Additionally, vegetation structure and microclimatic conditions were described on each sampling site. Canopy and understory cover were estimated on digital photos taken from 1.5 m above the ground. The percentages of canopy cover and understory vegetation in each photo were estimated with Scion-Image Alpha 4.0.3.2. To estimate litter biomass we collected leaf litter and fine wood debris from a 15 × 15 cm plot and stored it in paper bags. Litter was dried at 60 °C for 72 h until weight was constant and then weighed. Ground temperature was recorded every 15 min with a data logger (iButton Termocron) for 10 days of the 15-day sampling period. Average, maximum and minimum daily temperatures and thermal amplitude (maximum–minimum) were calculated from temperature records.

Data analysis

We calculated the relative abundance of each dung beetle species as the total number of individuals caught per pitfall trap over the 15 days sampling period. At the assemblages level differences in species composition (beta diversity) among sampling sites on each forest-plantations transect was estimated with the following procedure: First, an independent multidimensional scaling analysis (MDS) was performed on each forest-plantation transect to ordinate sampling sites according to their similarity on species compositions (using the Morisita-Horn index). Then, we calculated the Euclidian distance on the bi-plot (axis I and II of the MDS) between each sampling site and the −300 m sampling site (interior forest). This Euclidian distance represents the dissimilarity on assemblage composition in relation to the interior forest (−300 m) dung beetles assemblage (beyond edge effects) (Banks Leite et al. 2010). Additionally, we classified dung beetles into functional groups based on the general pattern of dung manipulation (Simmons and Ridsdill-Smith 2011): (1) rollers: species usually roll the ball away from the dropping before burring; and (2) tunnellers: species usually burry directly below the dropping (without rolling away).

The relative abundance of each species, dissimilarity in relation to the forest assemblage (Euclidian distance), abundance within functional groups (rollers and tunnellers) and environmental conditions (temperature, understory, canopy and litter cover) along each 600 m forest-plantations transect were analyzed using the procedure described by Ewers and Didham (2006) and the modifications introduced by Zurita et al. (2012). First, the best fit of each dependent variable to five models (mean, lineal, power, sigmoid and unimodal) was evaluated using the Akaike’s information criteria with a correction for small sample size (AICc). The five models represented the possible theoretical edge responses, they were:

  1. 1.

    Mean: the dependent variable is constant along the forest-plantation transect (neutral response).

  2. 2.

    Lineal: it represents an incomplete edge response; the dependent variable is higher in one habitat type and species response to edges extends beyond the sampled range on both sides of the ecotone.

  3. 3.

    Power: similar to the lineal model, it represents a partially incomplete edge response, the response variable reaches an asymptote only on one side of the ecotone.

  4. 4.

    Sigmoid model: in this case, the dependent variable is higher in one habitat type (in the case of species, one habitat is preferred over the other). Ymax and Ymin represent the recalculated variable in both habitat types beyond the influence of edge effects (lower and upper asymptotes). β0 and β1 are constants influencing the shape of the sigmoid between asymptotes. Distance is the independent variable (−300 to 300 m).

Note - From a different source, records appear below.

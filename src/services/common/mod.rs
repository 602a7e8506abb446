//! Common utilities shared by the services

/// Reactive property system for fine-grained state updates
pub mod property;

pub use property::Property;
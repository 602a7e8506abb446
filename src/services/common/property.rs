use std::fmt::Debug;

use futures::stream::Stream;
use tokio::sync::watch;
use tokio_stream::wrappers::WatchStream;

/// A reactive value that can be watched for changes.
///
/// Controllers publish their state through a `Property` so page code can
/// render from it without reaching into controller internals.
#[derive(Clone)]
pub struct Property<T: Clone + Send + Sync + 'static> {
    tx: watch::Sender<T>,
}

impl<T: Clone + Send + Sync + 'static> Property<T> {
    /// Create a new property with an initial value.
    pub fn new(initial: T) -> Self {
        let (tx, _) = watch::channel(initial);
        Self { tx }
    }

    /// Replace the value, notifying watchers only if it changed.
    pub(crate) fn set(&self, new_value: T)
    where
        T: PartialEq,
    {
        self.tx.send_if_modified(|current| {
            if *current != new_value {
                *current = new_value;
                true
            } else {
                false
            }
        });
    }

    /// Mutate the value in place and return what the closure returns.
    ///
    /// The read-modify-write happens under the channel lock, so concurrent
    /// callers never interleave. Watchers are notified only if the value
    /// changed.
    pub(crate) fn modify<R: Default>(&self, f: impl FnOnce(&mut T) -> R) -> R
    where
        T: PartialEq,
    {
        let mut result = None;
        self.tx.send_if_modified(|current| {
            let before = current.clone();
            result = Some(f(current));
            *current != before
        });

        result.unwrap_or_default()
    }

    /// Get the current value.
    pub fn get(&self) -> T {
        self.tx.borrow().clone()
    }

    /// Watch for changes to this property.
    ///
    /// The stream immediately yields the current value, then yields
    /// whenever the value changes.
    pub fn watch(&self) -> impl Stream<Item = T> + Send + use<T> {
        WatchStream::new(self.tx.subscribe())
    }

    /// Wait until the value satisfies `predicate` and return it.
    pub async fn wait_for(&self, mut predicate: impl FnMut(&T) -> bool) -> T {
        let mut rx = self.tx.subscribe();
        match rx.wait_for(|value| predicate(value)).await {
            Ok(value) => (*value).clone(),
            // The sender lives in `self`, so the channel cannot close while we wait.
            Err(_) => self.get(),
        }
    }
}

impl<T: Clone + Send + Sync + Debug + 'static> Debug for Property<T> {
    fn fmt(&self, f: &mut std::fmt::Formatter<'_>) -> std::fmt::Result {
        f.debug_struct("Property")
            .field("value", &self.get())
            .finish()
    }
}
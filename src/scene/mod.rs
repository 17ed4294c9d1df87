//! Scene management
//!
//! A [`Scene`] exclusively owns its camera, game objects and lights. Scenes are
//! built from compiled scene files by the [`SceneLoader`] and swapped by the
//! [`SceneManager`].

mod camera;
pub mod format;
mod game_object;
mod light;
mod loader;
mod manager;
mod skybox;

pub use camera::*;
pub use game_object::*;
pub use light::*;
pub use loader::*;
pub use manager::*;
pub use skybox::*;

use crate::backend::RendererBackend;

/// The scene containing all renderable content
#[derive(Debug, Default)]
pub struct Scene {
    camera: Option<Camera>,
    game_objects: Vec<GameObject>,
    lights: Vec<Light>,
}

impl Scene {
    pub fn new() -> Self {
        Self::default()
    }

    pub fn camera(&self) -> Option<&Camera> {
        self.camera.as_ref()
    }

    pub fn camera_mut(&mut self) -> Option<&mut Camera> {
        self.camera.as_mut()
    }

    pub fn set_camera(&mut self, camera: Camera) {
        self.camera = Some(camera);
    }

    pub fn game_objects(&self) -> &[GameObject] {
        &self.game_objects
    }

    pub fn game_objects_mut(&mut self) -> &mut [GameObject] {
        &mut self.game_objects
    }

    pub fn set_game_objects(&mut self, objects: Vec<GameObject>) {
        self.game_objects = objects;
    }

    pub fn add_game_object(&mut self, object: GameObject) -> usize {
        self.game_objects.push(object);
        self.game_objects.len() - 1
    }

    pub fn lights(&self) -> &[Light] {
        &self.lights
    }

    pub fn set_lights(&mut self, lights: Vec<Light>) {
        self.lights = lights;
    }

    pub fn add_light(&mut self, light: Light) {
        self.lights.push(light);
    }

    /// Split borrow for the renderer: camera, objects and lights at once
    pub fn parts_mut(&mut self) -> (Option<&mut Camera>, &mut [GameObject], &[Light]) {
        (self.camera.as_mut(), &mut self.game_objects, &self.lights)
    }

    /// Return backend-owned textures before the scene is dropped
    pub fn release(&mut self, backend: &mut dyn RendererBackend) {
        if let Some(skybox) = self.camera.as_mut().and_then(Camera::skybox_mut) {
            skybox.release(backend);
        }
    }
}
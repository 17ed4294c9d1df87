//! Light types for the scene

use glam::Vec3;

use crate::backend::LightUniform;

/// Light type tag, stored as a single byte in compiled scenes
#[derive(Debug, Clone, Copy, PartialEq, Eq, Hash, Default)]
#[repr(u8)]
pub enum LightType {
    #[default]
    Directional = 0,
    Point = 1,
    Spot = 2,
}

impl TryFrom<u8> for LightType {
    type Error = u8;

    fn try_from(value: u8) -> Result<Self, Self::Error> {
        match value {
            0 => Ok(LightType::Directional),
            1 => Ok(LightType::Point),
            2 => Ok(LightType::Spot),
            other => Err(other),
        }
    }
}

/// Immutable light value, copied into the backend's light list each frame
#[derive(Debug, Clone, Copy, PartialEq, Default)]
pub struct Light {
    pub light_type: LightType,
    pub direction: Vec3,
}

impl Light {
    pub fn new(light_type: LightType, direction: Vec3) -> Self {
        Self {
            light_type,
            direction,
        }
    }

    pub fn directional(direction: Vec3) -> Self {
        Self::new(LightType::Directional, direction)
    }

    /// Convert to the slot 2 uniform layout
    pub fn to_uniform(&self) -> LightUniform {
        LightUniform {
            direction: self.direction.extend(self.light_type as u8 as f32).to_array(),
        }
    }
}

#[cfg(test)]
mod tests {
    use super::*;

    #[test]
    fn type_tags_match_wire_values() {
        for tag in 0u8..3 {
            let ty = LightType::try_from(tag).unwrap();
            assert_eq!(ty as u8, tag);
        }
        assert_eq!(LightType::try_from(3), Err(3));
    }

    #[test]
    fn uniform_carries_direction_and_type() {
        let light = Light::new(LightType::Spot, Vec3::new(0.0, -1.0, 0.5));
        assert_eq!(light.to_uniform().direction, [0.0, -1.0, 0.5, 2.0]);
    }
}
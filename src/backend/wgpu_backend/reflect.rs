//! Resource reflection over naga modules
//!
//! Programs use this to resolve uniform block names to binding slots and to
//! build bind group layouts without hand-written descriptors.

use std::collections::BTreeMap;

/// Kind of a resource bound to a shader
#[derive(Debug, Clone, PartialEq, Eq)]
pub enum ResourceKind {
    /// Uniform block; `size` is the byte size of the block type
    Uniform { size: u64 },
    Texture { cube: bool },
    Sampler,
}

/// One bound resource of a shader module
#[derive(Debug, Clone, PartialEq, Eq)]
pub struct ReflectedBinding {
    pub group: u32,
    pub binding: u32,
    /// Variable name, empty for anonymous blocks
    pub name: String,
    /// Name of the block type (`Matrices` in `uniform Matrices { .. }`)
    pub type_name: String,
    pub kind: ResourceKind,
}

/// Bound resources of one stage, or of a whole program after `merge`
#[derive(Debug, Clone, Default, PartialEq, Eq)]
pub struct ShaderReflection {
    pub bindings: Vec<ReflectedBinding>,
}

impl ShaderReflection {
    pub fn from_module(module: &naga::Module) -> Self {
        let mut bindings = Vec::new();
        for (_, var) in module.global_variables.iter() {
            let Some(resource) = &var.binding else {
                continue;
            };
            let ty = &module.types[var.ty];
            let kind = match (var.space, &ty.inner) {
                (naga::AddressSpace::Uniform, inner) => ResourceKind::Uniform {
                    size: inner.size(module.to_ctx()) as u64,
                },
                (naga::AddressSpace::Handle, naga::TypeInner::Image { dim, .. }) => {
                    ResourceKind::Texture {
                        cube: *dim == naga::ImageDimension::Cube,
                    }
                }
                (naga::AddressSpace::Handle, naga::TypeInner::Sampler { .. }) => {
                    ResourceKind::Sampler
                }
                _ => continue,
            };
            bindings.push(ReflectedBinding {
                group: resource.group,
                binding: resource.binding,
                name: var.name.clone().unwrap_or_default(),
                type_name: ty.name.clone().unwrap_or_default(),
                kind,
            });
        }
        bindings.sort_by_key(|b| (b.group, b.binding));
        Self { bindings }
    }

    /// Union of two stages. The first occurrence of a (group, binding) wins.
    pub fn merge(&self, other: &ShaderReflection) -> ShaderReflection {
        let mut merged: BTreeMap<(u32, u32), ReflectedBinding> = BTreeMap::new();
        for binding in self.bindings.iter().chain(other.bindings.iter()) {
            merged
                .entry((binding.group, binding.binding))
                .or_insert_with(|| binding.clone());
        }
        ShaderReflection {
            bindings: merged.into_values().collect(),
        }
    }

    /// Binding of a uniform block looked up by variable name, block type
    /// name, or the `type_<name>` form some front-ends emit
    pub fn uniform_binding(&self, name: &str) -> Option<u32> {
        self.bindings
            .iter()
            .filter(|b| matches!(b.kind, ResourceKind::Uniform { .. }))
            .find(|b| {
                b.name == name
                    || b.type_name == name
                    || b.type_name.strip_prefix("type_") == Some(name)
            })
            .map(|b| b.binding)
    }

    pub fn has_uniform_binding(&self, binding: u32) -> bool {
        self.bindings
            .iter()
            .any(|b| b.binding == binding && matches!(b.kind, ResourceKind::Uniform { .. }))
    }

    /// Number of bind groups the pipeline layout needs
    pub fn group_count(&self) -> u32 {
        self.bindings.iter().map(|b| b.group + 1).max().unwrap_or(0)
    }

    pub fn group(&self, group: u32) -> impl Iterator<Item = &ReflectedBinding> {
        self.bindings.iter().filter(move |b| b.group == group)
    }
}

#[cfg(test)]
mod tests {
    use super::*;

    const VERTEX: &str = r#"#version 450
layout(location = 0) in vec3 a_position;
layout(location = 1) in vec3 a_normal;
layout(set = 0, binding = 0) uniform Matrices {
    mat4 model;
    mat4 view;
    mat4 projection;
};
layout(location = 0) out vec3 v_normal;
void main() {
    v_normal = a_normal;
    gl_Position = projection * view * model * vec4(a_position, 1.0);
}
"#;

    const FRAGMENT: &str = r#"#version 450
layout(location = 0) in vec3 v_normal;
layout(set = 0, binding = 1) uniform MaterialData {
    vec4 color;
};
layout(set = 0, binding = 2) uniform LightData {
    vec4 direction;
};
layout(location = 0) out vec4 frag_color;
void main() {
    float lit = max(dot(normalize(v_normal), -direction.xyz), 0.1);
    frag_color = vec4(color.rgb * lit, color.a);
}
"#;

    fn parse(source: &str, stage: naga::ShaderStage) -> ShaderReflection {
        let module = naga::front::glsl::Frontend::default()
            .parse(&naga::front::glsl::Options::from(stage), source)
            .unwrap();
        ShaderReflection::from_module(&module)
    }

    #[test]
    fn finds_blocks_by_type_name() {
        let vertex = parse(VERTEX, naga::ShaderStage::Vertex);
        let fragment = parse(FRAGMENT, naga::ShaderStage::Fragment);
        let program = vertex.merge(&fragment);

        assert_eq!(program.uniform_binding("Matrices"), Some(0));
        assert_eq!(program.uniform_binding("MaterialData"), Some(1));
        assert_eq!(program.uniform_binding("LightData"), Some(2));
        assert_eq!(program.uniform_binding("Missing"), None);
        assert_eq!(program.group_count(), 1);
    }

    #[test]
    fn matrices_block_is_three_mat4() {
        let vertex = parse(VERTEX, naga::ShaderStage::Vertex);
        assert_eq!(
            vertex.bindings[0].kind,
            ResourceKind::Uniform { size: 3 * 64 }
        );
    }
}
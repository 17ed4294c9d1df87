//! Backend contracts that hold for every API: identity, depth compare
//! restoration around skyboxes, material and mesh validation.

mod common;

use common::{
    camera_45, directional_lights, ready_backend, recorded, Fixture, SHADER_BASE, TRIANGLE_OBJ,
};
use rstest::rstest;
use scene_renderer::backend::dummy::{DummyBackend, HeadlessContext, HeadlessShaderProgram};
use scene_renderer::backend::{
    BackendError, BackendState, CompareFunction, RendererBackend, ShaderProgram, ShaderStage,
    TextureId,
};
use scene_renderer::resources::{Material, Mesh, ShaderAsset};
use scene_renderer::scene::format::{CompiledScene, MeshData, SceneTable};
use scene_renderer::scene::{Camera, GameObject, MeshRenderer, Scene, SceneLoader};
use scene_renderer::{GraphicsApi, Renderer, RendererConfig, RendererFactory};

#[rstest]
#[case::opengl(GraphicsApi::OpenGl)]
#[case::webgl(GraphicsApi::WebGl)]
#[case::vulkan(GraphicsApi::Vulkan)]
#[case::directx12(GraphicsApi::DirectX12)]
fn backends_report_the_api_they_were_built_for(#[case] api: GraphicsApi) {
    let backend = RendererFactory::create(api, &RendererConfig::default()).unwrap();
    assert_eq!(backend.graphics_api(), api);
    assert_eq!(DummyBackend::new(api).graphics_api(), api);
    assert_eq!(Renderer::new(backend).graphics_api(), api);
}

#[rstest]
#[case::opengl(GraphicsApi::OpenGl)]
#[case::vulkan(GraphicsApi::Vulkan)]
#[case::directx12(GraphicsApi::DirectX12)]
fn real_backends_start_uninitialized(#[case] api: GraphicsApi) {
    let mut backend = RendererFactory::create(api, &RendererConfig::default()).unwrap();
    assert_eq!(backend.state(), BackendState::Uninitialized);
    assert!(matches!(
        backend.clear(),
        Err(BackendError::InvalidState { .. })
    ));
    assert_eq!(backend.depth_compare(), CompareFunction::Less);
}

fn linked_program(backend: &DummyBackend) -> HeadlessShaderProgram {
    let context = match backend.device_context() {
        scene_renderer::backend::DeviceContext::Headless(context) => context,
        other => panic!("unexpected device {other:?}"),
    };
    let fixture = Fixture::new();
    let (vertex, fragment) = fixture.write_shaders(SHADER_BASE);
    let mut program = HeadlessShaderProgram::new(context);
    for (base, stage) in [(vertex, ShaderStage::Vertex), (fragment, ShaderStage::Fragment)] {
        let mut asset = ShaderAsset::new(
            SceneLoader::shader_path(&base, backend.graphics_api()),
            stage,
            backend,
        )
        .unwrap();
        asset.load().unwrap();
        program.attach_shader(asset.compiled().unwrap()).unwrap();
    }
    program.link().unwrap();
    program
}

/// Which part of the skybox draw is broken
#[derive(Debug, Clone, Copy)]
enum SkyboxPath {
    Drawn,
    NoFrame,
    UnknownTexture,
    InvalidProgram,
    NoCamera,
}

#[rstest]
#[case::drawn(SkyboxPath::Drawn, true)]
#[case::no_frame(SkyboxPath::NoFrame, false)]
#[case::unknown_texture(SkyboxPath::UnknownTexture, false)]
#[case::invalid_program(SkyboxPath::InvalidProgram, false)]
#[case::no_camera(SkyboxPath::NoCamera, false)]
fn depth_compare_is_restored_after_skybox(#[case] path: SkyboxPath, #[case] succeeds: bool) {
    let fixture = Fixture::new();
    let mut backend = ready_backend(GraphicsApi::OpenGl);
    let texture = match path {
        SkyboxPath::UnknownTexture => TextureId(99),
        _ => backend.create_cubemap_texture(
            &fixture.write_cubemap_faces().map(std::path::PathBuf::from),
        ),
    };
    assert!(!texture.is_none());

    let mut program = match path {
        SkyboxPath::InvalidProgram => HeadlessShaderProgram::new(HeadlessContext::new(GraphicsApi::OpenGl)),
        _ => linked_program(&backend),
    };
    let mut mesh = Mesh::cube();
    mesh.configure(&backend).unwrap();

    if !matches!(path, SkyboxPath::NoCamera) {
        backend.set_camera(&Camera::new());
    }
    if !matches!(path, SkyboxPath::NoFrame) {
        backend.clear().unwrap();
    }

    let result = backend.render_skybox(&mesh, &mut program, texture);
    assert_eq!(result.is_ok(), succeeds, "{result:?}");
    assert_eq!(backend.depth_compare(), CompareFunction::Less);
    assert_eq!(
        backend.recorded().skybox_depth,
        vec![CompareFunction::LessEqual]
    );
}

#[test]
fn material_without_shaders_is_invalid() {
    let backend = ready_backend(GraphicsApi::OpenGl);
    let mut material = Material::new(&backend).unwrap();
    assert!(matches!(
        material.init(),
        Err(BackendError::ProgramLinkFailed(_))
    ));
    assert!(!material.is_valid());
}

#[rstest]
#[case::missing_file(GraphicsApi::OpenGl, None)]
#[case::empty_source(GraphicsApi::OpenGl, Some(&b""[..]))]
#[case::not_utf8(GraphicsApi::WebGl, Some(&[0xff, 0xfe, 0x00][..]))]
#[case::truncated_spirv(GraphicsApi::Vulkan, Some(&[0x03, 0x02, 0x23, 0x07, 0x00, 0x00][..]))]
#[case::truncated_bytecode(GraphicsApi::DirectX12, Some(&[0x01, 0x02, 0x03][..]))]
fn material_with_bad_fragment_shader_fails(
    #[case] api: GraphicsApi,
    #[case] fragment: Option<&[u8]>,
) {
    let fixture = Fixture::new();
    let (vertex, _) = fixture.write_shaders(SHADER_BASE);
    let fragment_base = fixture.path_string("broken.pxs");
    if let Some(bytes) = fragment {
        fixture.write(&format!("broken.pxs{}", api.shader_extension()), bytes);
    }

    let backend = ready_backend(api);
    let mut material = Material::new(&backend).unwrap();
    material.set_vertex_shader(
        ShaderAsset::new(SceneLoader::shader_path(&vertex, api), ShaderStage::Vertex, &backend)
            .unwrap(),
    );
    material.set_fragment_shader(
        ShaderAsset::new(
            SceneLoader::shader_path(&fragment_base, api),
            ShaderStage::Fragment,
            &backend,
        )
        .unwrap(),
    );

    assert!(material.init().is_err());
    assert!(!material.is_valid());
}

#[rstest]
#[case::spirv_sibling(&["spv", "glsl"], true)]
#[case::glsl_sibling(&["glsl"], true)]
#[case::no_sibling(&[], false)]
fn dxbc_fragment_falls_back_to_a_sibling(#[case] keep: &[&str], #[case] loads: bool) {
    let fixture = Fixture::new();
    let backend = ready_backend(GraphicsApi::DirectX12);
    let mut material = unlit_material(&fixture, &backend, SHADER_BASE);

    fixture.write("unlit.pxs.cso", b"DXBC\x00\x00\x00\x00");
    for ext in ["spv", "glsl"] {
        if !keep.contains(&ext) {
            std::fs::remove_file(fixture.file(&format!("unlit.pxs.{ext}"))).unwrap();
        }
    }

    assert_eq!(material.init().is_ok(), loads);
    assert_eq!(material.is_valid(), loads);
}

#[test]
fn material_with_two_vertex_stages_fails_to_link() {
    let fixture = Fixture::new();
    let (vertex, _) = fixture.write_shaders(SHADER_BASE);
    let backend = ready_backend(GraphicsApi::OpenGl);
    let path = SceneLoader::shader_path(&vertex, GraphicsApi::OpenGl);

    let mut material = Material::new(&backend).unwrap();
    material.set_vertex_shader(ShaderAsset::new(&path, ShaderStage::Vertex, &backend).unwrap());
    material.set_fragment_shader(ShaderAsset::new(&path, ShaderStage::Vertex, &backend).unwrap());
    assert!(matches!(
        material.init(),
        Err(BackendError::ProgramLinkFailed(_))
    ));
    assert!(!material.is_valid());
}

#[test]
fn valid_material_uploads_color_changes() {
    let fixture = Fixture::new();
    let (vertex, fragment) = fixture.write_shaders(SHADER_BASE);
    let backend = ready_backend(GraphicsApi::OpenGl);
    let api = backend.graphics_api();

    let mut material = Material::new(&backend).unwrap();
    material.set_vertex_shader(
        ShaderAsset::new(SceneLoader::shader_path(&vertex, api), ShaderStage::Vertex, &backend)
            .unwrap(),
    );
    material.set_fragment_shader(
        ShaderAsset::new(SceneLoader::shader_path(&fragment, api), ShaderStage::Fragment, &backend)
            .unwrap(),
    );
    material.init().unwrap();
    assert!(material.is_valid());
    assert_eq!(backend.recorded().uploads_to(1), 1);

    material.set_base_color([0.0, 0.0, 1.0, 1.0]).unwrap();
    assert_eq!(backend.recorded().uploads_to(1), 2);
}

fn unlit_material(fixture: &Fixture, backend: &DummyBackend, base: &str) -> Material {
    let api = backend.graphics_api();
    let (vertex, fragment) = fixture.write_shaders(base);
    let mut material = Material::new(backend).unwrap();
    material.set_vertex_shader(
        ShaderAsset::new(SceneLoader::shader_path(&vertex, api), ShaderStage::Vertex, backend)
            .unwrap(),
    );
    material.set_fragment_shader(
        ShaderAsset::new(SceneLoader::shader_path(&fragment, api), ShaderStage::Fragment, backend)
            .unwrap(),
    );
    material
}

#[rstest]
#[case::opengl(GraphicsApi::OpenGl)]
#[case::vulkan(GraphicsApi::Vulkan)]
#[case::directx12(GraphicsApi::DirectX12)]
fn material_relinks_after_shader_swap(#[case] api: GraphicsApi) {
    let fixture = Fixture::new();
    let backend = ready_backend(api);
    let mut material = unlit_material(&fixture, &backend, SHADER_BASE);
    material.init().unwrap();
    assert!(material.is_valid());

    // Same material, initialized again without changes
    material.init().unwrap();
    assert!(material.is_valid());

    let (vertex, _) = fixture.write_shaders("lit");
    material.set_vertex_shader(
        ShaderAsset::new(SceneLoader::shader_path(&vertex, api), ShaderStage::Vertex, &backend)
            .unwrap(),
    );
    assert!(!material.is_valid());
    material.init().unwrap();
    assert!(material.is_valid());
    assert_eq!(backend.recorded().programs_linked, 3);
}

#[test]
fn failed_init_does_not_poison_the_next_one() {
    let fixture = Fixture::new();
    let backend = ready_backend(GraphicsApi::OpenGl);
    let mut material = unlit_material(&fixture, &backend, SHADER_BASE);
    let path = SceneLoader::shader_path(&fixture.path_string("unlit.vxs"), GraphicsApi::OpenGl);

    material.set_fragment_shader(ShaderAsset::new(&path, ShaderStage::Vertex, &backend).unwrap());
    assert!(material.init().is_err());

    let (_, fragment) = fixture.write_shaders(SHADER_BASE);
    material.set_fragment_shader(
        ShaderAsset::new(
            SceneLoader::shader_path(&fragment, GraphicsApi::OpenGl),
            ShaderStage::Fragment,
            &backend,
        )
        .unwrap(),
    );
    material.init().unwrap();
    assert!(material.is_valid());
}

#[rstest]
#[case::opengl(GraphicsApi::OpenGl)]
#[case::vulkan(GraphicsApi::Vulkan)]
#[case::directx12(GraphicsApi::DirectX12)]
fn every_draw_uploads_its_own_base_color(#[case] api: GraphicsApi) {
    const RED: [f32; 4] = [1.0, 0.0, 0.0, 1.0];
    const BLUE: [f32; 4] = [0.0, 0.0, 1.0, 1.0];

    let fixture = Fixture::new();
    let obj_path = fixture.write_obj("triangle.obj", TRIANGLE_OBJ);
    let compiled = CompiledScene {
        camera: camera_45(),
        table: SceneTable::Meshes(
            [RED, BLUE]
                .into_iter()
                .map(|color| MeshData {
                    obj_path: obj_path.clone(),
                    material: fixture.material(color),
                })
                .collect(),
        ),
        lights: directional_lights(1),
    };

    let mut renderer = Renderer::new(Box::new(ready_backend(api)));
    let mut scene = SceneLoader::new()
        .load_bytes(&compiled.encode().unwrap(), renderer.backend_mut())
        .unwrap();
    // Blue was initialized last
    assert_eq!(recorded(&renderer).material_colors(), vec![RED, BLUE]);

    for _ in 0..2 {
        let before = recorded(&renderer).material_colors().len();
        let stats = renderer.render(&mut scene).unwrap();
        renderer.present().unwrap();
        assert_eq!(stats.drawn, 2);
        let colors = recorded(&renderer).material_colors();
        assert_eq!(&colors[before..], &[RED, BLUE]);
    }
}

#[rstest]
#[case::cube(Mesh::cube(), 36)]
#[case::triangle(Mesh::new(vec![0.0, 0.0, 0.0, 1.0, 0.0, 0.0, 0.0, 1.0, 0.0], vec![0.0, 0.0, 1.0, 0.0, 0.0, 1.0, 0.0, 0.0, 1.0]), 3)]
fn meshes_hold_whole_vertices(#[case] mut mesh: Mesh, #[case] vertices: usize) {
    assert_eq!(mesh.vertices().len() % 3, 0);
    assert_eq!(mesh.vertices().len(), mesh.normals().len());
    assert_eq!(mesh.vertex_count(), vertices);
    assert!(mesh.validate().is_ok());

    let backend = ready_backend(GraphicsApi::Vulkan);
    assert!(!mesh.is_configured());
    mesh.configure(&backend).unwrap();
    assert!(mesh.is_configured());
    assert_eq!(mesh.handle().vertex_count() as usize, vertices);
}

#[rstest]
#[case::ragged(vec![0.0; 7], vec![0.0; 7])]
#[case::mismatched(vec![0.0; 9], vec![0.0; 6])]
#[case::empty(Vec::new(), Vec::new())]
fn malformed_meshes_are_rejected(#[case] vertices: Vec<f32>, #[case] normals: Vec<f32>) {
    let mut mesh = Mesh::new(vertices, normals);
    assert!(mesh.validate().is_err());
    let backend = ready_backend(GraphicsApi::OpenGl);
    assert!(mesh.configure(&backend).is_err());
    assert!(!mesh.is_configured());
}

#[test]
fn objects_without_mesh_are_skipped_every_frame() {
    let mut renderer = Renderer::new(Box::new(ready_backend(GraphicsApi::OpenGl)));
    let mut scene = Scene::new();
    scene.set_camera(Camera::new());
    scene.add_game_object(GameObject::new());

    let mut orphan_renderer = GameObject::new();
    orphan_renderer.set_mesh_renderer(MeshRenderer::default());
    scene.add_game_object(orphan_renderer);

    for _ in 0..2 {
        let stats = renderer.render(&mut scene).unwrap();
        assert_eq!((stats.drawn, stats.skipped), (0, 2));
        renderer.present().unwrap();
    }
    assert_eq!(renderer.frame_count(), 2);
}

#[test]
fn camera_background_becomes_clear_color() {
    let backend = ready_backend(GraphicsApi::Vulkan);
    let mut renderer = Renderer::new(Box::new(backend));
    let mut camera = Camera::new();
    camera.set_background_color([0.9, 0.1, 0.1, 1.0]);
    let mut scene = Scene::new();
    scene.set_camera(camera);

    renderer.render(&mut scene).unwrap();
    let state = renderer.backend().camera().copied().unwrap();
    assert_eq!(state.background_color, [0.9, 0.1, 0.1, 1.0]);
}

    $$ {\text{Dependant}}\,{\text{variable}} = {\text{Y}}\hbox{min} \, + \, \left( {\left( {{\text{Y}}\hbox{max} - {\text{Y}}\hbox{min} } \right)/\left( {1 + {\text{e}}^{{\left( {\beta 0 \, - \, {\text{Distance}}} \right) \times \beta 1}} } \right)} \right) $$
  5. 5.

    Unimodal model: the dependent variable increases approaching the edge between both habitats (edge preference). When variables fitted to this model, we performed two separate power regression analysis to recalculate the value of the dependent variable on each habitat type beyond edge effects (Ymax and Ymin) (Zurita et al, in press). We applied this correction because of the symmetrical nature of the function that tends to bias the value of the dependent variable in both habitats. β0 is a constant indicating the peak of the function while, β1, β2, and β2 are constants determining the amplitude of the curve between the asymptotes.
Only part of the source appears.